Kamis, 28 November 2013 11:54 WIB
TRIBUNNEWS.COM, JAKARTA - Sejumlah Anggota Komisi I DPR berupaya bertemu dengan Edward Snowden terkait kasus penyadapan di Rusia. Namun, Wakil Ketua Komisi I TB Hasanuddinmenyarankan agar pihaknya tidak perlu sibuk bertemu Snowden.
Sebab, pertemuan itu tidak bisa dilakukan secara terbuka karena masih menjadi buronan Amerika Serikat.
"Lebih bagus niat ini (bertemu Snowden) diserahkan ke pemerintah, dan ini mampu melakukan dilakukan secara silent (diam-diam)," kata Hasanuddin di Gedung DPR, Jakarta, Kamis (28/11/2013).
Apalagi, ujar Hasanuddin, Rusia akan melindungi Snowden. Sehingga pertemuan tersebut dirasa tidak mudah.
"Snowden juga banyak kelemahannya, tidak bisa secara vulgar disampaikan DPR," katanya.
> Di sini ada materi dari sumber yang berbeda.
use axum::extract::{Path, Query, State};
use axum::http::StatusCode;
use axum::Json;
use serde::Deserialize;
use serde_json::{json, Value};

use super::{AppState, AuthUser};
use crate::auth::policy::{authorize, role_allows, Action};
use crate::content::categories::{self, CategoryInput, CategorySummary};
use crate::content::tags::{self, TagInput, TagSummary};
use crate::content::{posts, PostFilter, PostInput};
use crate::error::{CmsError, Result};
use crate::models::{Category, CategoryNode, PostRevision, PostStatus, PostType, PostView, Tag};

/// `all` 表示不过滤
const ALL: &str = "all";

#[derive(Debug, Default, Deserialize)]
pub(super) struct PostQuery {
    status: Option<String>,
    post_type: Option<String>,
    category_id: Option<i64>,
    author_id: Option<i64>,
    tag: Option<String>,
    search: Option<String>,
    page: Option<i64>,
    per_page: Option<i64>,
}

fn parse_filter<T>(value: Option<&str>, default: T) -> Result<Option<T>>
where
    T: std::str::FromStr<Err = String>,
{
    match value.map(str::trim) {
        None | Some("") => Ok(Some(default)),
        Some(ALL) => Ok(None),
        Some(text) => text.parse().map(Some).map_err(CmsError::Validation),
    }
}

/// 文章列表。默认只列出已发布的文章；查看其他状态需要登录，非编辑只能看到自己的文章
pub(super) async fn list_posts(
    State(state): State<AppState>,
    user: Option<AuthUser>,
    Query(query): Query<PostQuery>,
) -> Result<Json<Value>> {
    let status = parse_filter(query.status.as_deref(), PostStatus::Published)?;
    let mut filter = PostFilter {
        status,
        post_type: parse_filter(query.post_type.as_deref(), PostType::Post)?,
        category_id: query.category_id,
        author_id: query.author_id,
        tag: query.tag,
        search: query.search,
    };
    if status != Some(PostStatus::Published) {
        let user = user.ok_or_else(|| CmsError::Unauthorized("Authentication required".to_string()))?;
        if !role_allows(user.0.role, Action::UpdatePost) {
            filter.author_id = Some(user.0.id);
        }
    }

    let page = state.pagination(query.page, query.per_page);
    let posts = state
        .db
        .call(move |conn| posts::list_posts(conn, &filter, page))
        .await?;
    Ok(Json(posts.into_json("posts")))
}

pub(super) async fn get_post(
    State(state): State<AppState>,
    Path(key): Path<String>,
) -> Result<Json<PostView>> {
    let post = state.db.call(move |conn| posts::get_post(conn, &key)).await?;
    Ok(Json(post))
}

pub(super) async fn create_post(
    State(state): State<AppState>,
    user: AuthUser,
    Json(input): Json<PostInput>,
) -> Result<(StatusCode, Json<PostView>)> {
    let actor = user.actor();
    let post = state
        .db
        .call(move |conn| posts::create_post(conn, &actor, input))
        .await?;
    Ok((StatusCode::CREATED, Json(post)))
}

pub(super) async fn update_post(
    State(state): State<AppState>,
    user: AuthUser,
    Path(id): Path<i64>,
    Json(input): Json<PostInput>,
) -> Result<Json<PostView>> {
    let actor = user.actor();
    let post = state
        .db
        .call(move |conn| posts::update_post(conn, &actor, id, input))
        .await?;
    Ok(Json(post))
}

pub(super) async fn delete_post(
    State(state): State<AppState>,
    user: AuthUser,
    Path(id): Path<i64>,
) -> Result<Json<Value>> {
    let actor = user.actor();
    state
        .db
        .call(move |conn| posts::delete_post(conn, &actor, id))
        .await?;
    Ok(Json(json!({ "message": "Post deleted successfully" })))
}

pub(super) async fn list_revisions(
    State(state): State<AppState>,
    user: AuthUser,
    Path(id): Path<i64>,
) -> Result<Json<Vec<PostRevision>>> {
    let actor = user.actor();
    let revisions = state
        .db
        .call(move |conn| posts::list_revisions(conn, &actor, id))
        .await?;
    Ok(Json(revisions))
}

pub(super) async fn restore_revision(
    State(state): State<AppState>,
    user: AuthUser,
    Path((id, revision_id)): Path<(i64, i64)>,
) -> Result<Json<PostView>> {
    let actor = user.actor();
    let post = state
        .db
        .call(move |conn| posts::restore_revision(conn, &actor, id, revision_id))
        .await?;
    Ok(Json(post))
}

pub(super) async fn category_tree(State(state): State<AppState>) -> Result<Json<Vec<CategoryNode>>> {
    let tree = state.db.call(|conn| categories::category_tree(conn)).await?;
    Ok(Json(tree))
}

pub(super) async fn list_categories_admin(
    State(state): State<AppState>,
    user: AuthUser,
) -> Result<Json<Vec<CategorySummary>>> {
    authorize(&user.actor(), Action::ManageTaxonomy, None)?;
    let list = state
        .db
        .call(|conn| categories::list_categories_admin(conn))
        .await?;
    Ok(Json(list))
}

pub(super) async fn create_category(
    State(state): State<AppState>,
    user: AuthUser,
    Json(input): Json<CategoryInput>,
) -> Result<(StatusCode, Json<Category>)> {
    let actor = user.actor();
    let category = state
        .db
        .call(move |conn| categories::create_category(conn, &actor, input))
        .await?;
    Ok((StatusCode::CREATED, Json(category)))
}

pub(super) async fn update_category(
    State(state): State<AppState>,
    user: AuthUser,
    Path(id): Path<i64>,
    Json(input): Json<CategoryInput>,
) -> Result<Json<Category>> {
    let actor = user.actor();
    let category = state
        .db
        .call(move |conn| categories::update_category(conn, &actor, id, input))
        .await?;
    Ok(Json(category))
}

pub(super) async fn delete_category(
    State(state): State<AppState>,
    user: AuthUser,
    Path(id): Path<i64>,
) -> Result<Json<Value>> {
    let actor = user.actor();
    state
        .db
        .call(move |conn| categories::delete_category(conn, &actor, id))
        .await?;
    Ok(Json(json!({ "message": "Category deleted successfully" })))
}

pub(super) async fn list_tags(State(state): State<AppState>) -> Result<Json<Vec<TagSummary>>> {
    let list = state.db.call(|conn| tags::list_tags(conn)).await?;
    Ok(Json(list))
}

pub(super) async fn create_tag(
    State(state): State<AppState>,
    user: AuthUser,
    Json(input): Json<TagInput>,
) -> Result<(StatusCode, Json<Tag>)> {
    let actor = user.actor();
    let tag = state
        .db
        .call(move |conn| tags::create_tag(conn, &actor, input))
        .await?;
    Ok((StatusCode::CREATED, Json(tag)))
}

pub(super) async fn update_tag(
    State(state): State<AppState>,
    user: AuthUser,
    Path(id): Path<i64>,
    Json(input): Json<TagInput>,
) -> Result<Json<Tag>> {
    let actor = user.actor();
    let tag = state
        .db
        .call(move |conn| tags::update_tag(conn, &actor, id, input))
        .await?;
    Ok(Json(tag))
}

pub(super) async fn delete_tag(
    State(state): State<AppState>,
    user: AuthUser,
    Path(id): Path<i64>,
) -> Result<Json<Value>> {
    let actor = user.actor();
    state
        .db
        .call(move |conn| tags::delete_tag(conn, &actor, id))
        .await?;
    Ok(Json(json!({ "message": "Tag deleted successfully" })))
}
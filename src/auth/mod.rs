//! 认证与授权
//!
//! - [`password`]：argon2 密码哈希
//! - [`token`]：HS256 JWT 签发与校验
//! - [`policy`]：基于角色和所有权的访问策略

pub mod password;
pub mod policy;
pub mod token;

pub use policy::{authorize, Action, Actor};
pub use token::{Claims, TokenIssuer};
#[cfg(test)]
mod tests {
    use super::*;
    use crate::content::posts::{create_post, update_post};
    use crate::content::PostInput;
    use crate::db::Database;
    use crate::models::{Config, Role};
    use crate::users::{authenticate, bootstrap};

    fn setup() -> (Database, User, String) {
        let db = Database::open_in_memory().unwrap();
        let (admin, slug) = db
            .with_conn(|conn| {
                bootstrap(conn, &Config::default())?;
                let admin = authenticate(conn, "admin", "admin123")?;
                let post = create_post(conn, &Actor::from(&admin), PostInput {
                    title: Some("Threaded".into()),
                    status: Some("published".into()),
                    ..PostInput::default()
                })?;
                Ok((admin, post.post.slug))
            })
            .unwrap();
        (db, admin, slug)
    }

    fn visitor(content: &str, parent_id: Option<i64>) -> NewComment {
        NewComment {
            name: Some("Visitor".into()),
            email: Some("v@example.com".into()),
            content: Some(content.into()),
            parent_id,
            ..NewComment::default()
        }
    }

    #[test]
    fn test_empty_content_rejected() {
        let (db, _, slug) = setup();
        db.with_conn(|conn| {
            let err = submit_comment(conn, &slug, visitor("   ", None), true).unwrap_err();
            assert!(matches!(err, CmsError::Validation(_)));
            let err = submit_comment(conn, &slug, NewComment {
                name: None,
                ..visitor("hi", None)
            }, true)
            .unwrap_err();
            assert!(matches!(err, CmsError::Validation(_)));
            let count: i64 = conn.query_row("SELECT COUNT(*) FROM comments", [], |r| r.get(0))?;
            assert_eq!(count, 0);
            Ok(())
        })
        .unwrap();
    }

    #[test]
    fn test_thread_ordering_and_filtering() {
        let (db, admin, slug) = setup();
        db.with_conn(|conn| {
            let first = submit_comment(conn, &slug, visitor("first", None), true)?;
            let second = submit_comment(conn, &slug, visitor("second", None), true)?;
            let r1 = submit_comment(conn, &slug, visitor("reply 1", Some(first.id)), true)?;
            submit_comment(conn, &slug, visitor("reply 2", Some(first.id)), true)?;
            submit_comment(conn, &slug, visitor("held", Some(first.id)), false)?;
            submit_comment(conn, &slug, visitor("held top", None), false)?;
            let nested = reply_to_comment(conn, &admin, r1.id, "staff answer")?;
            assert_eq!(nested.status, CommentStatus::Approved);
            assert_eq!(nested.author_id, Some(admin.id));
            assert_eq!(nested.author_name, "System Administrator");

            let thread = comment_thread(conn, &slug)?;
            assert_eq!(thread.len(), 2);
            assert_eq!(thread[0].comment.id, second.id);
            assert_eq!(thread[1].comment.id, first.id);
            let replies: Vec<&str> = thread[1].replies.iter().map(|r| r.comment.content.as_str()).collect();
            assert_eq!(replies, vec!["reply 1", "reply 2"]);
            assert_eq!(thread[1].replies_count, 2);
            assert_eq!(thread[1].replies[0].replies[0].comment.content, "staff answer");
            Ok(())
        })
        .unwrap();
    }

    #[test]
    fn test_parent_must_match_post() {
        let (db, admin, slug) = setup();
        db.with_conn(|conn| {
            let other = create_post(conn, &Actor::from(&admin), PostInput {
                title: Some("Other".into()),
                status: Some("published".into()),
                ..PostInput::default()
            })?;
            let foreign = submit_comment(conn, &other.post.slug, visitor("elsewhere", None), true)?;
            let err = submit_comment(conn, &slug, visitor("x", Some(foreign.id)), true).unwrap_err();
            assert!(matches!(err, CmsError::Validation(_)));
            Ok(())
        })
        .unwrap();
    }

    #[test]
    fn test_closed_post_rejects_comments() {
        let (db, admin, slug) = setup();
        db.with_conn(|conn| {
            let id: i64 = conn.query_row("SELECT id FROM posts WHERE slug = ?1", [&slug], |r| r.get(0))?;
            update_post(conn, &Actor::from(&admin), id, PostInput {
                comment_status: Some("closed".into()),
                ..PostInput::default()
            })?;
            let err = submit_comment(conn, &slug, visitor("late", None), true).unwrap_err();
            assert!(matches!(err, CmsError::Validation(_)));
            Ok(())
        })
        .unwrap();
    }

    #[test]
    fn test_single_delete_is_one_level() {
        let (db, admin, slug) = setup();
        let actor = Actor::from(&admin);
        db.with_conn(|conn| {
            let root = submit_comment(conn, &slug, visitor("root", None), true)?;
            let child = submit_comment(conn, &slug, visitor("child", Some(root.id)), true)?;
            let grandchild = submit_comment(conn, &slug, visitor("grandchild", Some(child.id)), true)?;

            assert_eq!(delete_comment(conn, &actor, root.id)?, 2);
            assert!(find_comment(conn, root.id)?.is_none());
            assert!(find_comment(conn, child.id)?.is_none());
            let orphan = get_comment(conn, grandchild.id)?;
            assert_eq!(orphan.parent_id, Some(child.id));
            // 悬空的回复不会出现在公开线程中
            assert!(comment_thread(conn, &slug)?.is_empty());
            Ok(())
        })
        .unwrap();
    }

    #[test]
    fn test_search_treats_wildcards_literally() {
        let (db, admin, slug) = setup();
        let actor = Actor::from(&admin);
        db.with_conn(|conn| {
            submit_comment(conn, &slug, visitor("plain words", None), true)?;
            submit_comment(conn, &slug, visitor("snake_case name", None), true)?;
            submit_comment(conn, &slug, visitor("100% agree", None), true)?;

            let search = |term: &str| -> Result<Vec<String>> {
                let filter = CommentFilter {
                    search: Some(term.into()),
                    ..CommentFilter::default()
                };
                let (page, _) = list_comments(conn, &actor, &filter, Pagination::default())?;
                Ok(page.items.into_iter().map(|c| c.content).collect())
            };
            assert_eq!(search("_")?, vec!["snake_case name"]);
            assert_eq!(search("%")?, vec!["100% agree"]);
            assert_eq!(search("words")?, vec!["plain words"]);
            Ok(())
        })
        .unwrap();
    }

    #[test]
    fn test_bulk_status_and_stats() {
        let (db, admin, slug) = setup();
        let actor = Actor::from(&admin);
        db.with_conn(|conn| {
            let a = submit_comment(conn, &slug, visitor("a", None), false)?;
            let b = submit_comment(conn, &slug, visitor("buy now", None), false)?;
            submit_comment(conn, &slug, visitor("c", None), false)?;

            bulk_action(conn, &actor, &[a.id], BulkAction::Approve)?;
            bulk_action(conn, &actor, &[b.id], BulkAction::Spam)?;

            let (page, stats) = list_comments(conn, &actor, &CommentFilter::default(), Pagination::default())?;
            assert_eq!(page.total, 3);
            assert_eq!(stats, CommentStats { total: 3, pending: 1, approved: 1, spam: 1, trash: 0 });

            let filter = CommentFilter {
                search: Some("BUY".into()),
                ..CommentFilter::default()
            };
            let (found, _) = list_comments(conn, &actor, &filter, Pagination::default())?;
            assert_eq!(found.items.len(), 1);
            assert_eq!(found.items[0].id, b.id);

            assert!(matches!("purge".parse::<BulkAction>(), Err(CmsError::Validation(_))));
            assert!(bulk_action(conn, &actor, &[], BulkAction::Trash).is_err());
            Ok(())
        })
        .unwrap();
    }

    #[test]
    fn test_update_and_posts_with_comments() {
        let (db, admin, slug) = setup();
        let actor = Actor::from(&admin);
        db.with_conn(|conn| {
            let c = submit_comment(conn, &slug, visitor("typo", None), true)?;
            let updated = update_comment(conn, &actor, c.id, CommentUpdate {
                content: Some("fixed".into()),
                status: Some("trash".into()),
                ..CommentUpdate::default()
            })?;
            assert_eq!(updated.content, "fixed");
            assert_eq!(updated.status, CommentStatus::Trash);
            assert!(update_comment(conn, &actor, c.id, CommentUpdate {
                status: Some("deleted".into()),
                ..CommentUpdate::default()
            })
            .is_err());

            let posts = posts_with_comments(conn, &actor)?;
            assert_eq!(posts.len(), 1);
            assert_eq!(posts[0].comment_count, 1);

            let author = Actor { id: 99, role: Role::Author };
            assert!(matches!(posts_with_comments(conn, &author), Err(CmsError::Forbidden(_))));
            Ok(())
        })
        .unwrap();
    }
}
Hal senada juga dikatakan oleh Anggota Komisi I DPR Susaningtyas Kertopati.
"Kemungkinan bisa (bertemu) kalau pihak Rusia mengizinkan. Saya tidak tahu apakah sifatnya suaka, diplomatik base nya saya tidak tahu, dia dalam kondisi dibawah ancaman," kata perempuan yang akrab dipanggil Nuning.
Selain itu, ujar Politisi Hanura itu,
DPR belum mengetahui apa motif Snowden membocorkan informasi itu.
DPR belum mengetahui apa motif Snowden membocorkan informasi itu.
"Apakah dengan bertemu Snowden bisa mengintingkan dua belah pihak (Indonesia dan Australia), dia juga agennya siapa? Apakah murni pribadi, atau Snowden adalah titipan," imbuhnya.
Sebelumnya diberitakan Badan mata-mata Australia menyadap telepon Presiden SBY, Ani Yudhoyono istrinya, dan sejumlah menteri dalam kabinet SBY. Demikian laporan sejumlah media asing dari sejumlah dokumen rahasia yang dibocorkan whistleblower asal AS, Edward Snowden, yang berada di tangan Australian Broadcasting Corporation (ABC) dan harian Inggris The Guardian.
Dokumen-dokumen itu menunjukkan bahwa badan intelijen elektronik Australia, Defence Signals Directorate, melacak kegiatan Yudhoyono melalui telepon genggamnya selama 15 hari pada Agustus 2009, saat Kevin Rudd dari Partai Buruh menjadi Perdana Menteri Australia.